Elle n’est pas non plus simplement de la fraternité. Ce mot, cher à la démocratie de 1848, aurait ici le tort de ne figurer qu’un sentiment, et les générations contemporaines, moins généreuses peut-être que leurs devancières, exigent que la loi morale s’exprime en un terme scientifique.

Enfin, elle n’est pas seulement le synonyme de justice, car la justice, dépouillée de toute vie sentimentale, a quelque chose de sec et d’étroit. La paix sans amour, qu’elle procure, n’est souvent qu’une trêve instable. « Elle part, a-t-on dit, de ce fait positif que les hommes, sur cette terre, sont obligés par la nature de vivre dans une étroite association et elle se préoccupe de rendre cette association aussi heureuse que possible, par tous les moyens que l’intelligence et le cœur peuvent fournir. »
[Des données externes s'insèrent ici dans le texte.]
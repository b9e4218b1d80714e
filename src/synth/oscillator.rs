//! Phase accumulator and table-lookup sine oscillator.

use std::sync::Arc;

use super::sine_table::SineTable;

/// Rising ramp from 0 to 1, used as the phase source for other oscillators
#[derive(Debug, Clone)]
pub struct Phasor {
    phase: f64,
    increment: f64,
    sample_rate_hz: f64,
}

impl Phasor {
    pub fn new(sample_rate_hz: f64) -> Self {
        Self {
            phase: 0.0,
            increment: 0.0,
            sample_rate_hz,
        }
    }

    pub fn set_frequency(&mut self, hz: f64) {
        self.increment = hz / self.sample_rate_hz;
    }

    pub fn increment(&self) -> f64 {
        self.increment
    }

    /// Return the current phase, then advance and wrap into `[0, 1)`
    #[inline]
    pub fn advance(&mut self) -> f64 {
        let value = self.phase;
        self.phase += self.increment;
        if self.phase >= 1.0 {
            self.phase -= self.phase.floor();
        }
        value
    }
}

/// A [`Phasor`] feeding a shared [`SineTable`]
#[derive(Debug, Clone)]
pub struct Sine {
    phasor: Phasor,
    table: Arc<SineTable>,
}

impl Sine {
    pub fn new(table: Arc<SineTable>, sample_rate_hz: f64) -> Self {
        Self {
            phasor: Phasor::new(sample_rate_hz),
            table,
        }
    }

    pub fn set_frequency(&mut self, hz: f64) {
        self.phasor.set_frequency(hz);
    }

    pub fn phasor(&self) -> &Phasor {
        &self.phasor
    }

    #[inline]
    pub fn next_sample(&mut self) -> f64 {
        self.table.lookup(self.phasor.advance())
    }
}
//! One-cycle sine lookup table.

/// Samples of `sin(2πi/n)` for `i` in `0..n`.
///
/// Built once during startup and shared read-only by every oscillator.
#[derive(Debug, Clone)]
pub struct SineTable {
    data: Vec<f64>,
}

impl SineTable {
    pub fn new(size: usize) -> Self {
        let data = (0..size)
            .map(|i| (std::f64::consts::TAU * i as f64 / size as f64).sin())
            .collect();
        Self { data }
    }

    /// Sine of a normalized phase in `[0, 1)`, linearly interpolated between
    /// adjacent table entries (the last entry interpolates toward the first)
    #[inline]
    pub fn lookup(&self, phase: f64) -> f64 {
        let n = self.data.len();
        let pos = phase * n as f64;
        let a = (pos as usize).min(n - 1);
        let b = if a + 1 == n { 0 } else { a + 1 };
        let t = pos - a as f64;
        (1.0 - t) * self.data[a] + t * self.data[b]
    }
}

#[cfg(test)]
mod tests {
    use super::*;

    #[test]
    fn test_table_points_exact() {
        let table = SineTable::new(16384);

        assert_eq!(table.lookup(0.0), 0.0);
        assert!((table.lookup(0.25) - 1.0).abs() < 1e-12);
        assert!(table.lookup(0.5).abs() < 1e-12);
        assert!((table.lookup(0.75) + 1.0).abs() < 1e-12);
    }

    #[test]
    fn test_interpolation_error_bound() {
        let table = SineTable::new(16384);

        // Linear interpolation error ≤ (2π/n)² / 8
        let bound = (std::f64::consts::TAU / 16384.0).powi(2) / 8.0 + 1e-12;
        for i in 0..10000 {
            let phase = i as f64 / 10000.0 + 0.3e-5;
            let phase = phase - phase.floor();
            let exact = (std::f64::consts::TAU * phase).sin();
            assert!((table.lookup(phase) - exact).abs() <= bound);
        }
    }

    #[test]
    fn test_wraps_at_last_entry() {
        let table = SineTable::new(4);

        // Between entry 3 (-1.0) and entry 0 (0.0)
        assert!((table.lookup(0.875) + 0.5).abs() < 1e-12);
    }
}
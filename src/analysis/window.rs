//! Hann analysis window.

/// Precomputed raised-cosine coefficients.
///
/// Uses `0.5 * (1 - cos(2π(i+1)/(L+1)))`, which never touches zero at either
/// edge. Built once at startup and shared by every frame of every recording.
#[derive(Debug, Clone)]
pub struct HannWindow {
    coefficients: Vec<f64>,
}

impl HannWindow {
    pub fn new(len: usize) -> Self {
        let denom = (len + 1) as f64;
        let coefficients = (0..len)
            .map(|i| 0.5 * (1.0 - (2.0 * std::f64::consts::PI * (i + 1) as f64 / denom).cos()))
            .collect();
        Self { coefficients }
    }

    pub fn coefficients(&self) -> &[f64] {
        &self.coefficients
    }

    /// Multiply the head of `buf` by the window; samples past the window are untouched
    pub fn apply<T>(&self, buf: &mut [T])
    where
        T: std::ops::MulAssign<f64>,
    {
        for (x, &w) in buf.iter_mut().zip(self.coefficients.iter()) {
            *x *= w;
        }
    }
}
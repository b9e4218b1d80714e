//! WAV decoding and mono downmix.

use std::path::Path;

use crate::error::{MorphError, MorphResult};

/// A decoded recording, already reduced to one channel
#[derive(Debug, Clone)]
pub struct Recording {
    pub samples: Vec<f32>,
    pub sample_rate_hz: u32,
    /// Channel count before downmix
    pub source_channels: u16,
}

impl Recording {
    pub fn duration_secs(&self) -> f64 {
        self.samples.len() as f64 / self.sample_rate_hz as f64
    }
}

/// Decode a WAV file to mono `f32` samples.
///
/// Integer PCM is scaled to `[-1, 1)`. Mono passes through, stereo is averaged,
/// anything else is rejected. No resampling is done.
pub fn load_recording(path: &Path) -> MorphResult<Recording> {
    let file_error = |source| MorphError::FileOpen {
        path: path.to_path_buf(),
        source,
    };

    let reader = hound::WavReader::open(path).map_err(file_error)?;
    let spec = reader.spec();

    if spec.channels != 1 && spec.channels != 2 {
        return Err(MorphError::UnsupportedChannelLayout {
            path: path.to_path_buf(),
            channels: spec.channels,
        });
    }

    let interleaved: Vec<f32> = match spec.sample_format {
        hound::SampleFormat::Float => reader
            .into_samples::<f32>()
            .collect::<Result<_, _>>()
            .map_err(file_error)?,
        hound::SampleFormat::Int => {
            let scale = 1.0 / (1i64 << (spec.bits_per_sample - 1)) as f32;
            reader
                .into_samples::<i32>()
                .map(|s| s.map(|x| x as f32 * scale))
                .collect::<Result<_, _>>()
                .map_err(file_error)?
        }
    };

    Ok(Recording {
        samples: downmix(&interleaved, spec.channels),
        sample_rate_hz: spec.sample_rate,
        source_channels: spec.channels,
    })
}

/// Average interleaved frames down to one channel
pub fn downmix(interleaved: &[f32], channels: u16) -> Vec<f32> {
    match channels {
        0 | 1 => interleaved.to_vec(),
        n => interleaved
            .chunks_exact(n as usize)
            .map(|frame| frame.iter().sum::<f32>() / n as f32)
            .collect(),
    }
}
C’est là, à vrai dire, plutôt une définition qu’un exposé de la doctrine. Voyons sur quels principes rationnels on entend la fonder et quels développements on lui donne.

À certains égards, la solidarité est un fait ou, si on aime mieux, une loi si générale et si fatale que ses manifestations parfois ne nous frappent plus. Elle nous est devenue trop familière.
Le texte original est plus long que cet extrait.